Anthropic, known for the Claude series of large language models (LLMs), allegedly incorporated around 7 million books during training. However, payments will be disbursed solely to authors of about half a million of those works. To qualify, works must fulfill certain conditions, including specific registrations and legitimate identifiers, such as ISSN or ASIN numbers.
Eligible authors can anticipate approximately $3000 for each qualifying title and can confirm their works against an approved list to file claims. Unclaimed money will be reallocated to claimants in proportion, or if it is minimal, potentially assigned to a pertinent non-profit organization. The Authors Guild, key in developing the claim procedure, is a plaintiff in a prominent copyright infringement case against OpenAI, with similar lawsuits against other AI firms surfacing.
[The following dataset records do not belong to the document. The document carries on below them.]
impl Adapter for PreforkAdapter {
    type Connection = PreforkConnection;

    const NAME: &'static str = "prefork";

    async fn adapt(&self, conn: &mut PreforkConnection) -> Result<Option<Request>, AdaptError> {
        conn.reclaim().await?;
        let Some(reader) = conn.reader.as_mut() else {
            return Ok(None);
        };

        let head_limit = cmp::min(MAX_HEAD_SIZE, self.max_request_size);
        let (head, offset) = loop {
            if let Some(parsed) = codec::parse_head(&conn.buf)? {
                break parsed;
            }
            if conn.buf.len() > head_limit {
                return Err(AdaptError::TooLarge { limit: head_limit });
            }
            if reader.read_buf(&mut conn.buf).await? == 0 {
                return if conn.buf.is_empty() {
                    Ok(None)
                } else {
                    Err(AdaptError::Truncated)
                };
            }
        };
        if offset > head_limit {
            return Err(AdaptError::TooLarge { limit: head_limit });
        }
        conn.buf.advance(offset);

        let length = head.content_length()?;
        let length = usize::try_from(length)
            .ok()
            .filter(|len| *len <= self.max_request_size)
            .ok_or(AdaptError::TooLarge {
                limit: self.max_request_size,
            })?;

        let expects_continue = head
            .headers
            .get("expect")
            .is_some_and(|v| v.eq_ignore_ascii_case("100-continue"));
        if expects_continue && conn.buf.len() < length {
            conn.writer.write_all(b"HTTP/1.1 100 Continue\r\n\r\n").await?;
        }

        let builder = Request::builder()
            .method(head.method)
            .target(head.target)
            .version(head.version)
            .headers(head.headers)
            .connection(conn.info.clone());

        let request = if length == 0 {
            builder.build()
        } else if length <= self.body_buffer_limit {
            while conn.buf.len() < length {
                if reader.read_buf(&mut conn.buf).await? == 0 {
                    return Err(AdaptError::Truncated);
                }
            }
            builder.body(conn.buf.split_to(length).freeze()).build()
        } else if conn.buf.len() >= length {
            let body = conn.buf.split_to(length).freeze();
            builder.body_stream(BodyStream::buffered(body, CHUNK_SIZE)).build()
        } else {
            let Some(reader) = conn.reader.take() else {
                return Err(AdaptError::Truncated);
            };
            let first = conn.buf.split().freeze();
            let remaining = (length - first.len()) as u64;
            let (sender, stream) = BodyStream::channel(BODY_CHANNEL_CAPACITY);
            let (done, pending) = oneshot::channel();
            tokio::spawn(pump_body(reader, first, remaining, sender, done));
            conn.pending = Some(pending);
            builder.body_stream(stream).build()
        };

        Ok(Some(request))
    }

    async fn emit(
        &self,
        conn: &mut PreforkConnection,
        response: &Response,
        emission: Emission,
    ) -> Result<(), EmitError> {
        let mut head = codec::encode_head(response, emission.version, emission.keep_alive);
        let send_body = !emission.head_only && !response.status().forbids_body();

        match response.body() {
            ResponseBody::Full(bytes) if send_body && bytes.len() <= COALESCE_LIMIT => {
                head.extend_from_slice(bytes);
                conn.writer.write_all(&head).await?;
            }
            ResponseBody::Full(bytes) if send_body => {
                conn.writer.write_all(&head).await?;
                conn.writer.write_all(bytes).await?;
            }
            ResponseBody::File(file) if send_body => {
                conn.writer.write_all(&head).await?;
                let mut chunks = file.open().await.map_err(EmitError::File)?;
                while let Some(chunk) = chunks.next_chunk().await.map_err(EmitError::File)? {
                    conn.writer.write_all(&chunk).await?;
                }
            }
            _ => conn.writer.write_all(&head).await?,
        }

        conn.writer.flush().await?;
        Ok(())
    }
}
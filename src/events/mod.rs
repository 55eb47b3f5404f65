//! Completion events.
//!
//! After a backend has emitted a response it dispatches one
//! [`RequestHandled`] event carrying the request and the response exactly as
//! emitted. Listeners receive shared references, so nothing they do can alter
//! what was written to the client.

use std::{fmt, sync::Arc};

use crate::http::{Request, Response};

/// A request and the response that was emitted for it.
#[derive(Debug, Clone)]
pub struct RequestHandled {
    pub request: Request,
    pub response: Response,
}

/// Receives completion events.
///
/// Listeners run on the worker that served the request, after emission, in
/// registration order. Long-running work should be spawned rather than done
/// inline.
pub trait Listener: Send + Sync {
    fn handle(&self, event: &RequestHandled);
}

impl<F> Listener for F
where
    F: Fn(&RequestHandled) + Send + Sync,
{
    fn handle(&self, event: &RequestHandled) {
        (self)(event)
    }
}

/// Ordered set of listeners notified once per handled request.
#[derive(Clone, Default)]
pub struct EventDispatcher {
    listeners: Vec<Arc<dyn Listener>>,
}

impl EventDispatcher {
    pub fn new() -> Self {
        Self::default()
    }

    pub fn add_listener(&mut self, listener: impl Listener + 'static) -> &mut Self {
        self.listeners.push(Arc::new(listener));
        self
    }

    /// Notifies every listener in registration order.
    pub fn dispatch(&self, event: &RequestHandled) {
        for listener in &self.listeners {
            listener.handle(event);
        }
    }

    pub fn len(&self) -> usize {
        self.listeners.len()
    }

    pub fn is_empty(&self) -> bool {
        self.listeners.is_empty()
    }
}

impl fmt::Debug for EventDispatcher {
    fn fmt(&self, f: &mut fmt::Formatter<'_>) -> fmt::Result {
        f.debug_struct("EventDispatcher")
            .field("listeners", &self.listeners.len())
            .finish()
    }
}

#[cfg(test)]
mod tests {
    use super::*;
    use crate::StatusCode;
    use std::sync::Mutex;

    #[test]
    fn listeners_run_in_order() {
        let seen = Arc::new(Mutex::new(Vec::new()));
        let mut events = EventDispatcher::new();
        for label in ["first", "second"] {
            let seen = seen.clone();
            events.add_listener(move |event: &RequestHandled| {
                seen.lock()
                    .unwrap()
                    .push((label, event.response.status().as_u16()));
            });
        }

        let event = RequestHandled {
            request: Request::builder().build(),
            response: Response::new(StatusCode::Accepted),
        };
        events.dispatch(&event);

        assert_eq!(events.len(), 2);
        assert_eq!(*seen.lock().unwrap(), vec![("first", 202), ("second", 202)]);
    }
}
Dylan Ruediger from Ithaka S+R posits that other AI companies likely trained on pirated content. Although publishers have initiated licensing deals with AI firms, the push for author compensation when their works are used continues, given the uncertain legal landscape surrounding LLMs. Ruediger emphasizes that the significant settlement amount illustrates shared interests in formalizing usage agreements.
According to the settlement conditions, Anthropic is obligated to remove all copies of infringing books and is committed to making legal acquisitions in the future, as any further violations could lead to comparable legal actions. Chemistry World has reached out to Anthropic for additional comments.